Pension plans, also known as retirement plans or superannuation plans, are in essence investment plans that let an individual allocate a significant portion of savings over a considerable period of time in order to provide the superannuated with steady financial security after his or her retirement.
Most of the times, people tend to avoid elucidating retirement plans as they believe they have saved enough to last their requirements through the entire old age. However, it must be understood that no matter how abundant one’s savings, they tend to get exhausted very fast. One cannot help avoiding unprecedented emergencies during which most of the saved funds may be unintentionally used up.
Therefore, in case such a financial paucity arises, having a good pension plan would be of great help to the individual.
How to Choose the Most Appropriate Pension Plan?
- First and foremost, in order to click on the correct pension plan, it is most important to clearly understand one’s needs. The concerned individual should be able to decide how much he or she would need for adequate sustenance in the future, keeping in mind the prospects of inflation.
- Secondly, a comparative research would be of great help. One should pore over the pension details and undertake a thorough study of the sundry pension plans offered by various companies.
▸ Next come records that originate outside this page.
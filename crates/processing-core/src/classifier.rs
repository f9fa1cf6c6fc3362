//! Classifier adapter around a pretrained dense network artifact.
//!
//! The artifact is a JSON export of the trained model: an ordered label
//! list plus dense layers (row-major weights, bias, activation). Label
//! order is a convention shared with the training pipeline, so it is
//! asserted against [`Emotion::ALL`] at load time rather than trusted.

use std::path::Path;

use serde::{Deserialize, Serialize};

use moodtune_common::error::{MoodtuneError, MoodtuneResult};
use moodtune_emotion_model::label::Emotion;

/// Anything that can turn a feature vector into a label.
///
/// The session engine depends on this seam so tests can substitute a
/// scripted classifier for the real artifact.
pub trait Classifier {
    /// Classify one feature vector into exactly one label.
    fn classify(&self, features: &[f32]) -> MoodtuneResult<Emotion>;
}

/// Activation applied after a dense layer.
#[derive(Debug, Clone, Copy, PartialEq, Eq, Serialize, Deserialize)]
#[serde(rename_all = "snake_case")]
pub enum Activation {
    Relu,
    Softmax,
    Linear,
}

/// One dense layer: `output = activation(weights · input + bias)`.
#[derive(Debug, Clone, Serialize, Deserialize)]
pub struct DenseLayer {
    /// Row-major weight matrix, one row per output unit.
    pub weights: Vec<Vec<f32>>,
    pub bias: Vec<f32>,
    pub activation: Activation,
}

impl DenseLayer {
    fn forward(&self, input: &[f32]) -> Vec<f32> {
        let mut output: Vec<f32> = self
            .weights
            .iter()
            .zip(self.bias.iter())
            .map(|(row, b)| row.iter().zip(input.iter()).map(|(w, x)| w * x).sum::<f32>() + b)
            .collect();

        match self.activation {
            Activation::Relu => {
                for v in &mut output {
                    *v = v.max(0.0);
                }
            }
            Activation::Softmax => {
                let max = output.iter().copied().fold(f32::NEG_INFINITY, f32::max);
                let mut sum = 0.0;
                for v in &mut output {
                    *v = (*v - max).exp();
                    sum += *v;
                }
                if sum > 0.0 {
                    for v in &mut output {
                        *v /= sum;
                    }
                }
            }
            Activation::Linear => {}
        }

        output
    }

    fn output_width(&self) -> usize {
        self.weights.len()
    }

    fn input_width(&self) -> usize {
        self.weights.first().map(|row| row.len()).unwrap_or(0)
    }
}

/// A pretrained model exported as JSON.
#[derive(Debug, Clone, Serialize, Deserialize)]
pub struct ModelArtifact {
    /// Output labels in the model's index order.
    pub labels: Vec<String>,
    pub layers: Vec<DenseLayer>,
}

impl ModelArtifact {
    /// Load an artifact from disk. Missing files and malformed JSON are
    /// fatal startup errors; no recovery is attempted.
    pub fn load(path: &Path) -> MoodtuneResult<Self> {
        if !path.exists() {
            return Err(MoodtuneError::FileNotFound {
                path: path.to_path_buf(),
            });
        }
        let content = std::fs::read_to_string(path)?;
        let artifact: ModelArtifact = serde_json::from_str(&content)?;
        Ok(artifact)
    }

    /// Width of the feature vector this model expects.
    pub fn input_width(&self) -> usize {
        self.layers
            .first()
            .map(DenseLayer::input_width)
            .unwrap_or(0)
    }

    /// Width of the final probability distribution.
    pub fn output_width(&self) -> usize {
        self.layers
            .last()
            .map(DenseLayer::output_width)
            .unwrap_or(0)
    }

    fn validate(&self) -> MoodtuneResult<()> {
        if self.layers.is_empty() {
            return Err(MoodtuneError::model("Model artifact has no layers"));
        }

        let mut width = self.input_width();
        for (i, layer) in self.layers.iter().enumerate() {
            if layer.weights.is_empty() {
                return Err(MoodtuneError::model(format!("Layer {i} has no rows")));
            }
            if layer.weights.iter().any(|row| row.len() != width) {
                return Err(MoodtuneError::model(format!(
                    "Layer {i} has ragged or misaligned rows (expected width {width})"
                )));
            }
            if layer.bias.len() != layer.output_width() {
                return Err(MoodtuneError::model(format!(
                    "Layer {i} bias length {} does not match its {} rows",
                    layer.bias.len(),
                    layer.output_width()
                )));
            }
            width = layer.output_width();
        }

        // The output index space and the label vocabulary must stay in
        // lockstep; this is a hand-maintained convention, so enforce it.
        if self.output_width() != Emotion::ALL.len() {
            return Err(MoodtuneError::config(format!(
                "Model produces {} outputs but the vocabulary has {} labels",
                self.output_width(),
                Emotion::ALL.len()
            )));
        }
        if self.labels.len() != Emotion::ALL.len()
            || self
                .labels
                .iter()
                .zip(Emotion::ALL.iter())
                .any(|(raw, emotion)| raw != emotion.as_str())
        {
            return Err(MoodtuneError::config(format!(
                "Model label order {:?} does not match the vocabulary {:?}",
                self.labels,
                Emotion::ALL.map(|e| e.as_str())
            )));
        }

        Ok(())
    }
}

/// The classifier adapter: owns a validated artifact and runs the forward
/// pass one frame at a time.
#[derive(Debug)]
pub struct EmotionClassifier {
    artifact: ModelArtifact,
}

impl EmotionClassifier {
    /// Wrap a validated artifact.
    pub fn new(artifact: ModelArtifact) -> MoodtuneResult<Self> {
        artifact.validate()?;
        tracing::debug!(
            input_width = artifact.input_width(),
            layers = artifact.layers.len(),
            "Classifier artifact validated"
        );
        Ok(Self { artifact })
    }

    /// Load and validate an artifact from disk.
    pub fn load(path: &Path) -> MoodtuneResult<Self> {
        Self::new(ModelArtifact::load(path)?)
    }

    /// Width of the feature vector this classifier expects.
    pub fn input_width(&self) -> usize {
        self.artifact.input_width()
    }

    /// Assert at startup that the artifact matches the feature schema.
    pub fn ensure_input_width(&self, expected: usize) -> MoodtuneResult<()> {
        if self.input_width() != expected {
            return Err(MoodtuneError::config(format!(
                "Model expects input width {} but the feature schema produces {expected}",
                self.input_width()
            )));
        }
        Ok(())
    }

    /// Run the forward pass and return the full output distribution.
    pub fn predict(&self, features: &[f32]) -> MoodtuneResult<Vec<f32>> {
        if features.len() != self.input_width() {
            return Err(MoodtuneError::config(format!(
                "Feature vector length {} does not match model input width {}",
                features.len(),
                self.input_width()
            )));
        }

        let mut current = features.to_vec();
        for layer in &self.artifact.layers {
            current = layer.forward(&current);
        }
        Ok(current)
    }
}

impl Classifier for EmotionClassifier {
    fn classify(&self, features: &[f32]) -> MoodtuneResult<Emotion> {
        let distribution = self.predict(features)?;
        let index = argmax(&distribution);
        Emotion::from_index(index).ok_or_else(|| {
            MoodtuneError::classification(format!("Arg-max index {index} outside the vocabulary"))
        })
    }
}

/// Index of the largest value; ties resolve to the lowest index.
fn argmax(values: &[f32]) -> usize {
    let mut best = 0;
    for (i, v) in values.iter().enumerate().skip(1) {
        if *v > values[best] {
            best = i;
        }
    }
    best
}

#[cfg(test)]
mod tests {
    use super::*;

    /// A single-layer artifact where output unit `i` fires when input `i`
    /// is hot; input width equals the vocabulary size for compactness.
    fn diagonal_artifact() -> ModelArtifact {
        let n = Emotion::ALL.len();
        let weights: Vec<Vec<f32>> = (0..n)
            .map(|i| (0..n).map(|j| if i == j { 1.0 } else { 0.0 }).collect())
            .collect();
        ModelArtifact {
            labels: Emotion::ALL.iter().map(|e| e.as_str().to_string()).collect(),
            layers: vec![DenseLayer {
                weights,
                bias: vec![0.0; n],
                activation: Activation::Softmax,
            }],
        }
    }

    fn one_hot(index: usize) -> Vec<f32> {
        let mut v = vec![0.0; Emotion::ALL.len()];
        v[index] = 1.0;
        v
    }

    #[test]
    fn test_classify_maps_argmax_to_vocabulary() {
        let classifier = EmotionClassifier::new(diagonal_artifact()).unwrap();
        assert_eq!(classifier.classify(&one_hot(0)).unwrap(), Emotion::Happy);
        assert_eq!(classifier.classify(&one_hot(3)).unwrap(), Emotion::Rock);
        assert_eq!(classifier.classify(&one_hot(5)).unwrap(), Emotion::Sad);
    }

    #[test]
    fn test_wrong_input_width_is_config_mismatch() {
        let classifier = EmotionClassifier::new(diagonal_artifact()).unwrap();
        let err = classifier.classify(&[0.0; 3]).unwrap_err();
        assert!(matches!(err, MoodtuneError::Config { .. }));
    }

    #[test]
    fn test_output_width_must_match_vocabulary() {
        let mut artifact = diagonal_artifact();
        artifact.layers[0].weights.pop();
        artifact.layers[0].bias.pop();
        artifact.labels.pop();
        let err = EmotionClassifier::new(artifact).unwrap_err();
        assert!(matches!(err, MoodtuneError::Config { .. }));
    }

    #[test]
    fn test_label_order_must_match_vocabulary() {
        let mut artifact = diagonal_artifact();
        artifact.labels.swap(0, 5);
        let err = EmotionClassifier::new(artifact).unwrap_err();
        assert!(matches!(err, MoodtuneError::Config { .. }));
    }

    #[test]
    fn test_ragged_weights_are_rejected() {
        let mut artifact = diagonal_artifact();
        artifact.layers[0].weights[2].pop();
        let err = EmotionClassifier::new(artifact).unwrap_err();
        assert!(matches!(err, MoodtuneError::Model { .. }));
    }

    #[test]
    fn test_multi_layer_forward_pass() {
        let n = Emotion::ALL.len();
        // Hidden layer doubles each input, output layer is diagonal.
        let hidden = DenseLayer {
            weights: (0..n)
                .map(|i| (0..n).map(|j| if i == j { 2.0 } else { 0.0 }).collect())
                .collect(),
            bias: vec![0.0; n],
            activation: Activation::Relu,
        };
        let output = diagonal_artifact().layers.remove(0);
        let artifact = ModelArtifact {
            labels: diagonal_artifact().labels,
            layers: vec![hidden, output],
        };
        let classifier = EmotionClassifier::new(artifact).unwrap();
        assert_eq!(classifier.classify(&one_hot(4)).unwrap(), Emotion::Angry);
    }

    #[test]
    fn test_softmax_distribution_sums_to_one() {
        let classifier = EmotionClassifier::new(diagonal_artifact()).unwrap();
        let distribution = classifier.predict(&one_hot(1)).unwrap();
        let sum: f32 = distribution.iter().sum();
        assert!((sum - 1.0).abs() < 1e-5);
    }

    #[test]
    fn test_load_from_disk() {
        let dir = std::env::temp_dir().join("moodtune_test_model");
        let _ = std::fs::remove_dir_all(&dir);
        std::fs::create_dir_all(&dir).unwrap();

        let path = dir.join("model.json");
        let json = serde_json::to_string(&diagonal_artifact()).unwrap();
        std::fs::write(&path, json).unwrap();

        let classifier = EmotionClassifier::load(&path).unwrap();
        assert_eq!(classifier.input_width(), Emotion::ALL.len());
        assert!(classifier.ensure_input_width(Emotion::ALL.len()).is_ok());
        assert!(classifier.ensure_input_width(1020).is_err());

        std::fs::remove_dir_all(&dir).ok();
    }

    #[test]
    fn test_missing_artifact_is_file_not_found() {
        let err = ModelArtifact::load(Path::new("/nonexistent/model.json")).unwrap_err();
        assert!(matches!(err, MoodtuneError::FileNotFound { .. }));
    }
}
- One should not give in to blindly following someone else’s advice, however plausible it might seem. The advantage of a thorough research comes right here. Not all products would suit everyone. Therefore, it is of increasing importance that one sticks his more urgent preferences. As may be inferred, this is a realm of high subjectivity.
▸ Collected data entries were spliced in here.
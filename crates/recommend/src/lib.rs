//! MoodTune Recommendation
//!
//! Maps a dominant emotion to a playlist recommendation in two steps:
//! a deterministic lookup in a fixed theme table (total, never fails),
//! then a best-effort live search against the Spotify catalog that
//! degrades to an empty result list on any failure. The caller always
//! receives a usable recommendation, even with zero connectivity.

pub mod recommender;
pub mod spotify;
pub mod themes;

pub use recommender::{PlaylistRecommender, Recommendation};
pub use spotify::{PlaylistSummary, SpotifyClient};
pub use themes::PlaylistTheme;
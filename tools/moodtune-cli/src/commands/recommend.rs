//! Recommendation lookup for an explicit emotion label.

use moodtune_common::config::AppConfig;
use moodtune_recommend::PlaylistRecommender;

pub fn run(
    config: &AppConfig,
    emotion: &str,
    no_search: bool,
    limit: Option<usize>,
) -> anyhow::Result<()> {
    let limit = limit.unwrap_or(config.session.search_limit);

    let recommender = if no_search {
        PlaylistRecommender::disabled(limit)
    } else {
        PlaylistRecommender::from_env(limit)
    };

    let recommendation = recommender.recommend(emotion);
    super::print_recommendation(&recommendation);
    Ok(())
}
- Needless to say, income tax benefits form a very crucial part. However, tax benefits alone should not be the goal. A one-eyed survey might end up a very limited savings corpus. Therefore, the planners are always advised to look at the overall picture.
Different Types of Pension Plans in India
- Deferred Annuity: So far as the different pension plans are concerned, the first would be the deferred annuity. It allows one to build up a sturdy retirement corpus through regular premiums or even a single premium over a particular policy cover. Given the merits of the deferred annuity, they are huge and also entail huge tax benefits.
- Immediate Annuity: As the name suggests, in this plan the pension starts immediately. One has to shell out a lump sum amount, and the pension will start instantly. In the plan, the premiums paid are exempt from tax. After the death of the policyholder, his or her nominee will be entitled to the money.
- ‘With Cover’ Pension Plan: In this plan, a life cover is provided. This necessarily implies that on the decease of the policyholder, his or her family members shall be entitled to the money. However, it must be noted; the cover amount is not very high.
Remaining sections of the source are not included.